I actually placed the trade on Friday and by Monday morning I had won 10k back!
Here’s how I did it…
The £/$ was trading above its 200-day Ma (black line) and 20-day MA (green).
Then between the 25th-26th Jan 2010, it sold off below these Moving Averages, but not by a great amount.
It then stalled and made a rally toward the green 20-day Ma. It fell short once more, just at that price level of the 20-day Ma – 1.618
Then on the 28th it began to sell-off, but not aggressive enough to pick up a trade. However, on the 29th Jan it sold off BELOW 1.61 which was the precise level whereby the market rallied aggressively up through back on the 8-11th Jan (up through the 200day MA line).
I wanted to trade at just below this 1.61 level, as I was sure it was going to fall a lot more, My target price to trade was around 1.607 this was 0.3 cents below the pivotal 1.61 level, but I wanted to be sure it was going to clear this zone in a downward dash rather quickly .
And quick it was, I was late logging on and only got into BOM when the market was now trading at 1.6305
This was lower than I would have liked, as by the time I went to trade, the market had already sold off quite significantly.
I opted for a Low One Touch as opposed to my usual High No Touch. I was convinced the market was going to test support (1.59) at this point, so I placed a One Touch of 1.592. This was just above the level I though it would touch, just to be that bit safer.
I placed the trade Friday afternoon…
The target one touch level was over 1.1 cents away from current market price of 1.603.
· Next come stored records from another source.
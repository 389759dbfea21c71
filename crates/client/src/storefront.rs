//! The storefront context.
//!
//! One [`Storefront`] exists per process. It owns the API client, the
//! session and the cart; views borrow it for the duration of one command.

use thiserror::Error;
use tracing::{instrument, warn};

use crate::api::{ApiClient, ApiError};
use crate::cart::Cart;
use crate::config::ClientConfig;
use crate::session::SessionStore;
use crate::storage::{DurableStore, StorageError};
use crate::views::{self, Command, Outcome};

/// Page transitions followed by a single dispatch.
const MAX_TRANSITIONS: usize = 4;

/// Errors that prevent the storefront from starting.
#[derive(Debug, Error)]
pub enum StartupError {
    #[error("could not create the API client: {0}")]
    Api(#[from] ApiError),

    #[error("could not read local data: {0}")]
    Storage(#[from] StorageError),
}

/// Application context shared by every view.
#[derive(Debug)]
pub struct Storefront<S> {
    pub(crate) config: ClientConfig,
    pub(crate) api: ApiClient,
    pub(crate) session: SessionStore<S>,
    pub(crate) cart: Cart<S>,
}

impl<S: DurableStore + Clone> Storefront<S> {
    /// Load the cart and the persisted token. The session user stays
    /// unknown until [`Storefront::start`] or a login.
    ///
    /// # Errors
    ///
    /// Returns an error if the HTTP client cannot be built or local data
    /// cannot be read.
    pub fn new(config: ClientConfig, store: S) -> Result<Self, StartupError> {
        let api = ApiClient::new(&config)?;
        let session = SessionStore::load(store.clone())?;
        let cart = Cart::load(store)?;

        Ok(Self {
            config,
            api,
            session,
            cart,
        })
    }

    /// [`Storefront::new`] followed by session restore.
    ///
    /// # Errors
    ///
    /// Returns the errors of [`Storefront::new`], or a storage error if an
    /// invalid token could not be removed.
    pub async fn start(config: ClientConfig, store: S) -> Result<Self, StartupError> {
        let mut storefront = Self::new(config, store)?;
        storefront.session.restore(&storefront.api).await?;
        Ok(storefront)
    }
}

impl<S: DurableStore> Storefront<S> {
    /// Run a command and follow the page transitions it requests.
    #[instrument(skip(self))]
    pub async fn dispatch(&mut self, command: Command) -> Outcome {
        let mut outcome = self.handle(command).await;

        let mut transitions = 0;
        while let Some(page) = outcome.next.take() {
            if transitions == MAX_TRANSITIONS {
                warn!(?page, "too many page transitions, stopping");
                break;
            }
            transitions += 1;
            let next = self.handle(page.command()).await;
            outcome.merge(next);
        }
        outcome
    }

    async fn handle(&mut self, command: Command) -> Outcome {
        match command {
            Command::Catalog(command) => views::catalog::handle(self, command).await,
            Command::Book(command) => views::detail::handle(self, command).await,
            Command::Authors => views::authors::handle(self).await,
            Command::Cart(command) => views::cart::handle(self, command).await,
            Command::Orders => views::orders::handle(self).await,
            Command::Account(command) => views::account::handle(self, command).await,
        }
    }
}

impl<S> Storefront<S> {
    #[must_use]
    pub const fn config(&self) -> &ClientConfig {
        &self.config
    }

    #[must_use]
    pub const fn api(&self) -> &ApiClient {
        &self.api
    }

    #[must_use]
    pub const fn session(&self) -> &SessionStore<S> {
        &self.session
    }

    #[must_use]
    pub const fn cart(&self) -> &Cart<S> {
        &self.cart
    }
}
On Monday morning, as I poured my milk over the weetabix, I logged into my account (with the other hand) and could see the trade had expired for full profit.
It had actually touched 1.585 earlier that morning, but was not trading at 1.588. I was very pleased and so were my clients, as they had got in on a high No Touch that I had recommended – A Safer Option!
My resistance level is now at 1.61, whereby it built up a massive rage downward last week. The new support is 1.59, as this is where the market closed right on Monday 1st Feb.
Today, the 2nd Feb the £/$ is trading just above 1.59, at 1.5937
If I see any downside action below 1.588 (just to be sure) I will be trading BEARS.
If a rally ensues (unlikely right now) above 1.61 and up through 1.62, then 1.61 becomes the new support.
For Indices, I am waiting for one more snap higher (like I said last week), then I will be bearish again.
I am trading tomorrow (wed), so will be in touch after that.